While therefore we may say that certain practices are sinful, and that certain people who do not make even a profession of godliness are ungodly, it is as undesirable, as it would be impossible, to point with the finger and say, 'the world is here,' or 'the world is there.' To attempt to do so would be doubly hurtful, ministering, on the one hand, to spiritual pride and conceit, and depriving, on the other, the careless and the godless of the quiet, but oftentimes powerful, influence of Christian example.

To overcome the world, then, is not to go out of it, but in it to keep oneself unspotted from it-to do its business, but not in its spirit-to mingle with its intercourse, but not with its motives—to abstain from excess even in things lawful-to remember the danger even in things needful-to have our conversation in heaven and our affection set on things above, while our time is spent among things below-to be content to live and work for Christ, but willing, when God calls us, to die and be with Christ-this is to overcome the world-this is (like our Master) not to shun the encounter, but to meet the enemy on the appointed field, there to fight him, and there to foil him.

III. And how is this to be accomplished?

The text tells us by faith.' 'This is the victory that overcometh the world, even our faith.'

And the Apostle gives us a definition of faith, viz., 'the evidence of things not seen, the substance of things hoped for.
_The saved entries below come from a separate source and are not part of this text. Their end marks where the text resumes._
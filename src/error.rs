//! Error types for confstack.

use crate::schema::FieldKind;

/// Result type alias for confstack operations.
pub type Result<T> = std::result::Result<T, ConfigError>;

/// Errors that can occur while resolving configuration.
///
/// Extractor failures (`InvalidValue`, `AmbiguousFlag`, `MalformedConfigFile`,
/// `UnsupportedType`) abort that extractor's contribution entirely; merge
/// failures (`MissingRequiredField`, `TypeMismatch`) abort the whole
/// resolution. No partial result is ever returned.
#[derive(Debug, Clone, PartialEq, Eq, thiserror::Error)]
pub enum ConfigError {
    /// A field kind name has no registered parser.
    ///
    /// Detected at schema registration time, before any source is read.
    #[error("type '{kind}' is not supported")]
    UnsupportedType {
        /// The unrecognized kind name.
        kind: String,
    },

    /// A textual token could not be coerced to its field's kind.
    #[error("'{value}' is not a valid {kind} value")]
    InvalidValue {
        /// The offending token.
        value: String,
        /// The kind the token was being coerced to.
        kind: FieldKind,
    },

    /// The same flag was supplied with a value more than once.
    #[error("flag --{flag} specified multiple times")]
    AmbiguousFlag {
        /// The field name behind the repeated flag.
        flag: String,
    },

    /// The config file's structural syntax could not be parsed.
    #[error("malformed config file at line {line}: {reason}")]
    MalformedConfigFile {
        /// 1-based line number of the offending line.
        line: usize,
        /// What was wrong with it.
        reason: String,
    },

    /// No source supplied a value for a field without a default.
    #[error("field '{field}' is required but missing")]
    MissingRequiredField {
        /// The unsatisfied field name.
        field: String,
    },

    /// A merged value's kind does not match the field's declared kind.
    #[error("field '{field}' is of wrong kind ({actual}, expected {expected})")]
    TypeMismatch {
        /// The field name.
        field: String,
        /// The kind the value actually carries.
        actual: FieldKind,
        /// The kind the schema declares.
        expected: FieldKind,
    },

    /// Failed to materialize the resolved map into the caller's type.
    #[error("failed to deserialize configuration: {0}")]
    Deserialization(String),
}
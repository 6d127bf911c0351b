//! Configuration source trait.

use std::collections::BTreeMap;

use crate::error::Result;
use crate::schema::{Schema, Value};

/// The values one source contributes, keyed by field name.
///
/// Values are already coerced to their field's kind; fields the source does
/// not supply are simply absent.
pub type RawSourceMap = BTreeMap<String, Value>;

/// Trait for configuration sources.
///
/// Implement this trait to layer custom sources (a remote store, a secrets
/// backend, a test fixture) into a [`Resolver`](crate::resolve::Resolver).
///
/// Sources are independent: each turns its own raw input into a
/// [`RawSourceMap`] with no knowledge of the others. Precedence between
/// sources is decided entirely by the order they are registered on the
/// resolver (earlier wins).
pub trait Source: Send + Sync {
    /// Extract this source's values for the given schema.
    ///
    /// # Errors
    ///
    /// Returns an error if the source's raw input cannot be parsed. An
    /// extraction error aborts the whole resolution; it is never downgraded
    /// to "field absent".
    fn extract(&self, schema: &Schema) -> Result<RawSourceMap>;

    /// A human-readable name for this source (for logging/debugging).
    fn name(&self) -> String;
}
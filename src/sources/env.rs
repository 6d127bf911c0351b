//! Environment variable configuration source.

use std::collections::BTreeMap;

use tracing::trace;

use super::{RawSourceMap, Source};
use crate::error::Result;
use crate::parse;
use crate::schema::Schema;

/// Environment variable configuration source.
///
/// Variable names are matched case-insensitively against each field's lookup
/// name. When several variables match the same field, the one whose name
/// equals the lookup name exactly wins; otherwise the lexicographically
/// smallest name does, so resolution is deterministic either way.
///
/// The environment is snapshotted once at construction, so one resolution
/// sees one consistent environment even if other threads mutate it.
///
/// # Examples
///
/// ```rust
/// use confstack::sources::EnvSource;
///
/// // Field "port" matches APP_PORT, app_port, App_Port, ...
/// let source = EnvSource::from_env().prefix("app");
/// ```
pub struct EnvSource {
    vars: BTreeMap<String, String>,
    prefix: Option<String>,
}

impl EnvSource {
    /// Snapshot the current process environment.
    pub fn from_env() -> Self {
        Self {
            vars: std::env::vars().collect(),
            prefix: None,
        }
    }

    /// Use an explicit variable map instead of the process environment.
    pub fn with_vars<I, K, V>(vars: I) -> Self
    where
        I: IntoIterator<Item = (K, V)>,
        K: Into<String>,
        V: Into<String>,
    {
        Self {
            vars: vars
                .into_iter()
                .map(|(k, v)| (k.into(), v.into()))
                .collect(),
            prefix: None,
        }
    }

    /// Prepend a prefix to every field's lookup name.
    ///
    /// The prefix is normalized to end with exactly one `_`: any run of
    /// trailing underscores collapses, so `"app"`, `"app_"`, and `"app__"`
    /// all look up `app_<field>`.
    pub fn prefix(mut self, prefix: impl Into<String>) -> Self {
        self.prefix = Some(prefix.into());
        self
    }

    fn lookup_name(&self, field: &str) -> String {
        match &self.prefix {
            None => field.to_string(),
            Some(prefix) => format!("{}_{field}", prefix.trim_end_matches('_')),
        }
    }
}

impl Source for EnvSource {
    fn extract(&self, schema: &Schema) -> Result<RawSourceMap> {
        let mut map = RawSourceMap::new();
        for spec in schema.fields() {
            let wanted = self.lookup_name(spec.name());
            let folded = wanted.to_lowercase();

            let candidates: Vec<(&String, &String)> = self
                .vars
                .iter()
                .filter(|(name, _)| name.to_lowercase() == folded)
                .collect();

            // Exact-case match first; the BTreeMap keeps the fallback
            // lexicographic.
            let Some((name, raw)) = candidates
                .iter()
                .find(|(name, _)| *name == &wanted)
                .or_else(|| candidates.first())
            else {
                continue;
            };

            trace!(field = spec.name(), var = %name, "matched environment variable");
            map.insert(spec.name().to_string(), parse::coerce(spec.kind(), raw.as_str())?);
        }
        Ok(map)
    }

    fn name(&self) -> String {
        match &self.prefix {
            Some(prefix) => format!("env:{}*", prefix),
            None => "env".to_string(),
        }
    }
}
//! Materializing a resolved map into the caller's type.
//!
//! The merged field/value pairs — with declared defaults substituted for
//! optional fields no source supplied — are fed through serde's value
//! deserializer machinery, so any `Deserialize` struct whose field names
//! match the schema works as the output type.

use serde::de::value::MapDeserializer;
use serde::de::{DeserializeOwned, Deserializer, IntoDeserializer, Visitor};
use std::marker::PhantomData;

use crate::error::{ConfigError, Result};
use crate::resolve::Resolved;
use crate::schema::{Schema, Value};

/// Build the caller's type from a resolved map.
pub(crate) fn materialize<T: DeserializeOwned>(schema: &Schema, resolved: &Resolved) -> Result<T> {
    let entries: Vec<(String, Value)> = schema
        .fields()
        .iter()
        .filter_map(|spec| {
            resolved
                .get(spec.name())
                .or_else(|| spec.default())
                .map(|value| (spec.name().to_string(), value.clone()))
        })
        .collect();

    T::deserialize(MapDeserializer::new(entries.into_iter()))
        .map_err(|err: serde::de::value::Error| ConfigError::Deserialization(err.to_string()))
}

impl<'de, E: serde::de::Error> IntoDeserializer<'de, E> for Value {
    type Deserializer = ValueDeserializer<E>;

    fn into_deserializer(self) -> Self::Deserializer {
        ValueDeserializer {
            value: self,
            marker: PhantomData,
        }
    }
}

/// Deserializer for a single scalar [`Value`].
pub struct ValueDeserializer<E> {
    value: Value,
    marker: PhantomData<E>,
}

impl<'de, E: serde::de::Error> Deserializer<'de> for ValueDeserializer<E> {
    type Error = E;

    fn deserialize_any<V: Visitor<'de>>(self, visitor: V) -> std::result::Result<V::Value, E> {
        match self.value {
            Value::String(s) => visitor.visit_string(s),
            Value::Integer(i) => visitor.visit_i64(i),
            Value::Boolean(b) => visitor.visit_bool(b),
        }
    }

    fn deserialize_option<V: Visitor<'de>>(self, visitor: V) -> std::result::Result<V::Value, E> {
        visitor.visit_some(self)
    }

    serde::forward_to_deserialize_any! {
        bool i8 i16 i32 i64 i128 u8 u16 u32 u64 u128 f32 f64 char str string
        bytes byte_buf unit unit_struct newtype_struct seq tuple tuple_struct
        map struct enum identifier ignored_any
    }
}

#[cfg(test)]
mod tests {
    use super::*;
    use crate::schema::FieldKind;
    use crate::sources::{RawSourceMap, Source};
    use serde::Deserialize;

    #[derive(Debug, Deserialize, PartialEq)]
    struct TestConfig {
        host: String,
        port: u16,
        verbose: bool,
        label: Option<String>,
    }

    fn schema() -> Schema {
        Schema::builder()
            .required("host", FieldKind::String)
            .optional("port", FieldKind::Integer, 8080)
            .optional("verbose", FieldKind::Boolean, false)
            .optional("label", FieldKind::String, "default-label")
            .build()
    }

    struct OneShot(RawSourceMap);

    impl Source for OneShot {
        fn extract(&self, _schema: &Schema) -> Result<RawSourceMap> {
            Ok(self.0.clone())
        }

        fn name(&self) -> String {
            "oneshot".to_string()
        }
    }

    fn resolved_from(pairs: &[(&str, Value)]) -> Resolved {
        let map: RawSourceMap = pairs
            .iter()
            .map(|(k, v)| (k.to_string(), v.clone()))
            .collect();
        crate::resolve::Resolver::builder()
            .with_source(Box::new(OneShot(map)))
            .build()
            .resolve(&schema())
            .unwrap()
    }

    #[test]
    fn materializes_supplied_values() {
        let resolved = resolved_from(&[
            ("host", Value::from("db.internal")),
            ("port", Value::from(9090i64)),
            ("verbose", Value::from(true)),
            ("label", Value::from("primary")),
        ]);
        let config: TestConfig = materialize(&schema(), &resolved).unwrap();
        assert_eq!(
            config,
            TestConfig {
                host: "db.internal".to_string(),
                port: 9090,
                verbose: true,
                label: Some("primary".to_string()),
            }
        );
    }

    #[test]
    fn substitutes_declared_defaults() {
        let resolved = resolved_from(&[("host", Value::from("db.internal"))]);
        let config: TestConfig = materialize(&schema(), &resolved).unwrap();
        assert_eq!(config.port, 8080);
        assert_eq!(config.verbose, false);
        assert_eq!(config.label, Some("default-label".to_string()));
    }

    #[test]
    fn narrowing_failure_surfaces_as_deserialization_error() {
        let resolved = resolved_from(&[
            ("host", Value::from("db.internal")),
            ("port", Value::from(70000i64)),
        ]);
        let err = materialize::<TestConfig>(&schema(), &resolved).unwrap_err();
        assert!(matches!(err, ConfigError::Deserialization(_)), "{err:?}");
    }
}
//! Merging source contributions into a resolved configuration.

use std::collections::BTreeMap;

use serde::de::DeserializeOwned;
use tracing::{debug, trace};

use crate::de;
use crate::error::{ConfigError, Result};
use crate::schema::{Schema, Value};
use crate::sources::{EnvSource, FileSource, FlagSource, RawSourceMap, Source};

/// The merged configuration before materialization.
///
/// Every value present has been checked against its field's declared kind,
/// and every required field is present. Optional fields no source supplied
/// are absent here; their declared defaults are substituted when the result
/// is materialized into the caller's type.
#[derive(Debug, Clone, Default, PartialEq)]
pub struct Resolved {
    values: BTreeMap<String, Value>,
}

impl Resolved {
    /// The resolved value for a field, if any source supplied one.
    pub fn get(&self, name: &str) -> Option<&Value> {
        self.values.get(name)
    }

    /// Number of fields a source supplied.
    pub fn len(&self) -> usize {
        self.values.len()
    }

    /// Whether no source supplied anything.
    pub fn is_empty(&self) -> bool {
        self.values.is_empty()
    }

    /// Iterate over resolved `(field, value)` pairs.
    pub fn iter(&self) -> impl Iterator<Item = (&str, &Value)> {
        self.values.iter().map(|(k, v)| (k.as_str(), v))
    }
}

/// Resolves a schema against an ordered stack of sources.
///
/// Sources are consulted in registration order and the first one that
/// supplies a field wins; later sources are never consulted for that field.
/// Resolution is all-or-nothing: any extraction or merge failure aborts the
/// whole attempt and no partial result is returned.
///
/// # Examples
///
/// ```rust
/// use confstack::prelude::*;
///
/// #[derive(Debug, serde::Deserialize)]
/// struct AppConfig {
///     host: String,
///     port: i64,
///     verbose: bool,
/// }
///
/// # fn main() -> confstack::error::Result<()> {
/// let schema = Schema::builder()
///     .required("host", FieldKind::String)
///     .optional("port", FieldKind::Integer, 8080)
///     .optional("verbose", FieldKind::Boolean, false)
///     .build();
///
/// let resolver = Resolver::builder()
///     .with_flags(FlagSource::new(["--host", "db.internal", "--verbose"]))
///     .with_env(EnvSource::with_vars([("PORT", "9090")]))
///     .build();
///
/// let config: AppConfig = resolver.load(&schema)?;
/// assert_eq!(config.host, "db.internal");
/// assert_eq!(config.port, 9090);
/// assert!(config.verbose);
/// # Ok(())
/// # }
/// ```
pub struct Resolver {
    sources: Vec<Box<dyn Source>>,
}

impl Resolver {
    /// Start building a resolver with an explicit source stack.
    pub fn builder() -> ResolverBuilder {
        ResolverBuilder {
            sources: Vec::new(),
        }
    }

    /// The conventional stack: process flags, then the process environment,
    /// then `config.ini` in the working directory (section `"default"`).
    pub fn standard() -> Self {
        Resolver::builder()
            .with_flags(FlagSource::from_args())
            .with_env(EnvSource::from_env())
            .with_file(FileSource::new("config.ini"))
            .build()
    }

    /// Run every extractor and merge their contributions.
    ///
    /// # Errors
    ///
    /// Any extractor failure surfaces as-is; the merge itself fails with
    /// [`ConfigError::MissingRequiredField`] or [`ConfigError::TypeMismatch`].
    pub fn resolve(&self, schema: &Schema) -> Result<Resolved> {
        let mut extracted = Vec::with_capacity(self.sources.len());
        for source in &self.sources {
            let map = source.extract(schema)?;
            debug!(source = %source.name(), fields = map.len(), "source extracted");
            extracted.push((source.name(), map));
        }
        merge(schema, &extracted)
    }

    /// Resolve and materialize into the caller's type.
    ///
    /// Declared defaults are substituted for optional fields no source
    /// supplied, then the result is deserialized into `T`.
    pub fn load<T: DeserializeOwned>(&self, schema: &Schema) -> Result<T> {
        let resolved = self.resolve(schema)?;
        de::materialize(schema, &resolved)
    }
}

/// Builder for [`Resolver`].
///
/// Sources are consulted in the order they are added: the first added has the
/// highest precedence.
pub struct ResolverBuilder {
    sources: Vec<Box<dyn Source>>,
}

impl ResolverBuilder {
    /// Layer a command-line flag source.
    pub fn with_flags(self, source: FlagSource) -> Self {
        self.with_source(Box::new(source))
    }

    /// Layer an environment variable source.
    pub fn with_env(self, source: EnvSource) -> Self {
        self.with_source(Box::new(source))
    }

    /// Layer a key/value file source.
    pub fn with_file(self, source: FileSource) -> Self {
        self.with_source(Box::new(source))
    }

    /// Layer a custom source.
    pub fn with_source(mut self, source: Box<dyn Source>) -> Self {
        self.sources.push(source);
        self
    }

    /// Finish building.
    pub fn build(self) -> Resolver {
        Resolver {
            sources: self.sources,
        }
    }
}

/// First-source-wins merge over already-extracted maps.
fn merge(schema: &Schema, sources: &[(String, RawSourceMap)]) -> Result<Resolved> {
    let mut values = BTreeMap::new();
    for spec in schema.fields() {
        let hit = sources
            .iter()
            .find_map(|(name, map)| map.get(spec.name()).map(|value| (name, value)));

        match hit {
            Some((source, value)) => {
                if value.kind() != spec.kind() {
                    return Err(ConfigError::TypeMismatch {
                        field: spec.name().to_string(),
                        actual: value.kind(),
                        expected: spec.kind(),
                    });
                }
                trace!(field = spec.name(), source = %source, "field resolved");
                values.insert(spec.name().to_string(), value.clone());
            }
            None if spec.is_required() => {
                return Err(ConfigError::MissingRequiredField {
                    field: spec.name().to_string(),
                });
            }
            // Optional and unsupplied: the declared default is substituted
            // at materialization, never recorded as an override.
            None => {}
        }
    }
    Ok(Resolved { values })
}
In other words, it makes things unseen evident, as though they were seen. It makes things only 'hoped for' before, as much enjoyed as though they were substantial.

Bearing in mind this definition, it is not hard to understand how faith enables the believer to overcome the world. Without faith we know nothing but of the things of this world. It is thus that the Saviour describes the natural man.

When speaking of the coming judgment, and when likening the careless state in which men would be found, then, to the state in which they were found when the flood overtook them in the days of Noah, He says of the latter, they ate, they drank, they bought, they sold, they married and were given in marriagethings belonging solely to the world of sight and sense.

By which Christ meant to say, that they had no other thoughts, they lived no higher life, the things temporal were the only things they saw, and things earthly the only things they hoped for.

And is not this our state by nature? How many people now live for nothing but the things of time and sense! What an aimless state! Its only end, if we look to no Future, the echo of the words, as we stand over the coffin that is lowered into the grave, ashes to ashes, dust to dust.' But if there be a Future, an offended God, and a judgment to come, a state how appalling! Now in this, the natural state of man, the world is the victor. But contrast this with the believer's state. Put side by side the men of this world and the men of faith, and on which side, when they have met, has always lain the victory?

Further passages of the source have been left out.